General Motors, Wal-Mart, Microsoft’un tüm yatırım ve harcamaları üretim ve pazarlama doğrultusunda merkezi olarak programlanıp planlanır. Sayılı post-marksist, eğer kalmışsa, eleştirilerini bu girişimlerin üzerinde yoğunlaştırmaktadır. Post-marksistler çokuluslu şirketlerin merkezi planlamasının etkilerini ya da bunların kapitalist demokrasinin karakteristik unsurlarından rekabetçi seçim sistemleriyle uyumunu sorgulamazlar.

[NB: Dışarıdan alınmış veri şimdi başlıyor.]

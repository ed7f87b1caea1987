/////////////////////////////////////////////////////////////////////////////////////////////
//
// Declares spline, normalization and solver settings together with their builders.
//
// Created on: 15 Nov 2025     Author: Daniel Owen
//
// Copyright (c) 2025, Maptek Pty Ltd. All rights reserved. Licensed under the MIT License.
//
/////////////////////////////////////////////////////////////////////////////////////////////

//! Declares spline, normalization and solver settings together with their builders.
use crate::errors::{GreenSplineError, Result};
use greenspline_utils::{DistanceMode, EarthModel, KernelParams, KernelType, LookupTable, Metric};
use serde::{Deserialize, Serialize};
use std::fmt;
use std::ops::BitOr;

#[doc = include_str!("../docs/spline_family.md")]
#[derive(Debug, Clone, Copy, PartialEq, Eq, Hash, Default, Serialize, Deserialize)]
pub enum SplineFamily {
    /// Minimum curvature spline (Sandwell, 1987).
    #[default]
    MinimumCurvature,

    /// Continuous curvature spline in tension (Wessel & Bercovici, 1998).
    ContinuousCurvatureTension,

    /// Regularized spline in tension (Mitasova & Mitas, 1993).
    RegularizedTension,

    /// Minimum curvature spline on the sphere (Parker, 1994).
    SphericalMinimumCurvature,

    /// Continuous curvature spline in tension on the sphere (Wessel & Becker, 2008).
    SphericalTension,
}

impl SplineFamily {
    /// Returns `true` for the families defined on the sphere.
    pub fn is_spherical(&self) -> bool {
        matches!(
            self,
            SplineFamily::SphericalMinimumCurvature | SplineFamily::SphericalTension
        )
    }
}

/// Which parts of the data are removed before solving and restored after
/// evaluation, as a set of bit flags.
///
/// - [`NormalizationMode::MEAN`] (`1`): subtract the mean observation.
/// - [`NormalizationMode::TREND`] (`2`): also subtract a least-squares
///   line, plane or hyperplane through the centroid.
/// - [`NormalizationMode::RANGE`] (`4`): also rescale the residuals to `[0, 1]`.
///
/// ```
/// use greenspline::NormalizationMode;
///
/// let mode = NormalizationMode::MEAN | NormalizationMode::RANGE;
/// assert_eq!(mode.bits(), 5);
/// assert!(mode.contains(NormalizationMode::RANGE));
/// assert!(!mode.contains(NormalizationMode::TREND));
/// ```
#[derive(Debug, Clone, Copy, PartialEq, Eq, Hash, Default, Serialize, Deserialize)]
pub struct NormalizationMode(u8);

impl NormalizationMode {
    /// Leave the observations untouched.
    pub const NONE: NormalizationMode = NormalizationMode(0);
    pub const MEAN: NormalizationMode = NormalizationMode(1);
    pub const TREND: NormalizationMode = NormalizationMode(2);
    pub const RANGE: NormalizationMode = NormalizationMode(4);

    /// Builds a mode from raw bits, keeping only the three known flags.
    pub fn from_bits(bits: u8) -> Self {
        NormalizationMode(bits & 7)
    }

    pub fn bits(&self) -> u8 {
        self.0
    }

    /// Returns `true` if every flag in `other` is set.
    pub fn contains(&self, other: NormalizationMode) -> bool {
        self.0 & other.0 == other.0
    }

    /// The mode applied when gradient constraints are present: only the
    /// mean may be removed, because a trend or rescaling would also change
    /// the observed slopes.
    pub fn mean_only(&self) -> NormalizationMode {
        match self.0 == 0 {
            true => NormalizationMode::NONE,
            false => NormalizationMode::MEAN,
        }
    }

    /// Default for a distance mode: mean and trend for the planar modes,
    /// mean only on the sphere and in 3-D.
    pub fn default_for(mode: DistanceMode) -> NormalizationMode {
        match mode {
            DistanceMode::Cartesian1D | DistanceMode::Cartesian2D | DistanceMode::FlatEarth => {
                NormalizationMode::MEAN | NormalizationMode::TREND
            }
            _ => NormalizationMode::MEAN,
        }
    }
}

impl BitOr for NormalizationMode {
    type Output = NormalizationMode;

    fn bitor(self, rhs: NormalizationMode) -> NormalizationMode {
        NormalizationMode(self.0 | rhs.0)
    }
}

impl fmt::Display for NormalizationMode {
    fn fmt(&self, f: &mut fmt::Formatter<'_>) -> fmt::Result {
        let names: Vec<&str> = [
            (NormalizationMode::MEAN, "mean"),
            (NormalizationMode::TREND, "trend"),
            (NormalizationMode::RANGE, "range"),
        ]
        .iter()
        .filter(|(flag, _)| self.contains(*flag))
        .map(|(_, name)| *name)
        .collect();

        match names.is_empty() {
            true => write!(f, "none"),
            false => write!(f, "{}", names.join("+")),
        }
    }
}

/// Settings that define the spline: its family, how distances are measured,
/// the tension and how the data are normalized.
///
/// Build through [`SplineSettings::builder`], which validates the
/// combination and resolves the concrete [`KernelType`].
///
/// ### Default Values
/// - `earth`: [`EarthModel::Sphere`]
/// - `tension`: `0.0`
/// - `length_scale`: `1.0`
/// - `lookup`: `None`
/// - `normalization`: [`NormalizationMode::default_for`] the distance mode
#[derive(Debug, Clone, Copy, PartialEq, Serialize, Deserialize)]
pub struct SplineSettings {
    /// Spline family requested by the caller.
    pub family: SplineFamily,

    /// Distance metric. Spherical families always use the cosine mode.
    pub metric: Metric,

    /// Kernel resolved from the family, dimension and tension.
    pub kernel_type: KernelType,

    /// Tension in `[0, 1)`.
    pub tension: f64,

    /// Length scale that makes the Cartesian tension dimensionless.
    pub length_scale: f64,

    /// Table layout when the spherical tension kernel is tabulated.
    pub lookup: Option<LookupTable>,

    /// Requested normalization. Downgraded to mean removal when gradient
    /// constraints are supplied.
    pub normalization: NormalizationMode,
}

impl SplineSettings {
    /// Returns a new [`SplineSettingsBuilder`] for `family` in the given distance mode.
    pub fn builder(family: SplineFamily, mode: DistanceMode) -> SplineSettingsBuilder {
        SplineSettingsBuilder::new(family, mode)
    }

    /// Number of coordinate columns expected for every point.
    pub fn dimension(&self) -> usize {
        self.metric.dimension()
    }

    /// Kernel parameters for the resolved kernel.
    pub fn kernel_params(&self) -> Result<KernelParams> {
        let mut builder = KernelParams::builder(self.kernel_type)
            .tension(self.tension)
            .length_scale(self.length_scale);
        if let Some(lookup) = self.lookup {
            builder = builder.lookup(lookup);
        }
        Ok(builder.build()?)
    }
}

/// A convenience builder for constructing a [`SplineSettings`] instance.
///
/// The builder should be called via the [`SplineSettings::builder`] method.
#[derive(Debug, Clone, Copy)]
pub struct SplineSettingsBuilder {
    family: SplineFamily,
    mode: DistanceMode,
    earth: EarthModel,
    tension: f64,
    length_scale: f64,
    lookup: Option<LookupTable>,
    normalization: Option<NormalizationMode>,
    detrend: bool,
}

impl SplineSettingsBuilder {
    fn new(family: SplineFamily, mode: DistanceMode) -> Self {
        Self {
            family,
            mode,
            earth: EarthModel::default(),
            tension: 0.0,
            length_scale: 1.0,
            lookup: None,
            normalization: None,
            detrend: true,
        }
    }

    /// Sets the earth model used by the geographic distance modes.
    pub fn earth(mut self, earth: EarthModel) -> Self {
        self.earth = earth;
        self
    }

    /// Sets the tension, which must lie in `[0, 1)`.
    pub fn tension(mut self, tension: f64) -> Self {
        self.tension = tension;
        self
    }

    /// Sets the length scale of the Cartesian tension kernels.
    pub fn length_scale(mut self, length_scale: f64) -> Self {
        self.length_scale = length_scale;
        self
    }

    /// Tabulates the spherical tension kernel with the given layout.
    pub fn lookup(mut self, lookup: LookupTable) -> Self {
        self.lookup = Some(lookup);
        self
    }

    /// Overrides the default normalization for the distance mode.
    pub fn normalization(mut self, normalization: NormalizationMode) -> Self {
        self.normalization = Some(normalization);
        self
    }

    /// With `false`, only the mean is removed from the data.
    pub fn detrend(mut self, detrend: bool) -> Self {
        self.detrend = detrend;
        self
    }

    /// Validates the settings and resolves the kernel.
    pub fn build(self) -> Result<SplineSettings> {
        if !(0.0..1.0).contains(&self.tension) {
            return Err(GreenSplineError::config(format!(
                "tension must lie in [0, 1), got {}",
                self.tension
            )));
        }
        if !(self.length_scale.is_finite() && self.length_scale > 0.0) {
            return Err(GreenSplineError::config(format!(
                "length scale must be positive, got {}",
                self.length_scale
            )));
        }

        let mode = resolve_mode(self.family, self.mode)?;
        let kernel_type = resolve_kernel(self.family, mode, self.tension, self.lookup.is_some())?;
        if kernel_type.uses_tension() && self.tension == 0.0 {
            return Err(GreenSplineError::config(format!(
                "the {} needs a positive tension",
                kernel_type.description()
            )));
        }

        let normalization = match (self.normalization, self.detrend) {
            (Some(n), _) => n,
            (None, true) => NormalizationMode::default_for(mode),
            (None, false) => NormalizationMode::MEAN,
        };
        // Arc distances in km also rule out a plane in longitude and latitude.
        let spherical = kernel_type.is_spherical() || mode == DistanceMode::Spherical;
        if normalization.contains(NormalizationMode::TREND) && spherical {
            return Err(GreenSplineError::config(
                "trend removal is not available for spherical distances",
            ));
        }

        if let Some(lookup) = self.lookup {
            lookup.validate()?;
        }

        Ok(SplineSettings {
            family: self.family,
            metric: Metric::new(mode).with_earth(self.earth),
            kernel_type,
            tension: self.tension,
            length_scale: self.length_scale,
            lookup: self.lookup,
            normalization,
        })
    }
}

Post-marksistlerin asıl sorunu, merkezi planlamanın özgün tarihsel-politik farklılıklarını birbirine karıştırmalarıdır. Eğer planlama sistemlerinin çeşitli politik sistemlerde (otoriter ya da demokratik) içeriğinin farklı doldurulduğunu kabul edersek o zaman planlama sisteminin sorumluluk ve uygulanış biçiminin farklı olabileceği anlaşılabilir.

Bugün kapitalist toplumlarda devlet planlaması, askeri bütçelerin ve yaklaşık elli yıldır kâr eden üreticilerin (ve sermaye sahiplerinin) “emirlerine” dayalı harcamaların bir parçasıdır. Planlamanın hiçbir “modeli” ve tabii ki merkezi devlet planlaması da salt “komünist sistemlere” özgü bir olgu değildir. Hataların kapitalist ülkeler için de geçerli olduğu söylenebilir. Her iki örnekte de (Pentagon ve Resmi Komünizm) sorun demokratik sorumluluğun olmamasıdır: Ordu-sanayi elitinin bütünleşmesi üretimi, fiyatları, talebi ve arzı belirlemiştir.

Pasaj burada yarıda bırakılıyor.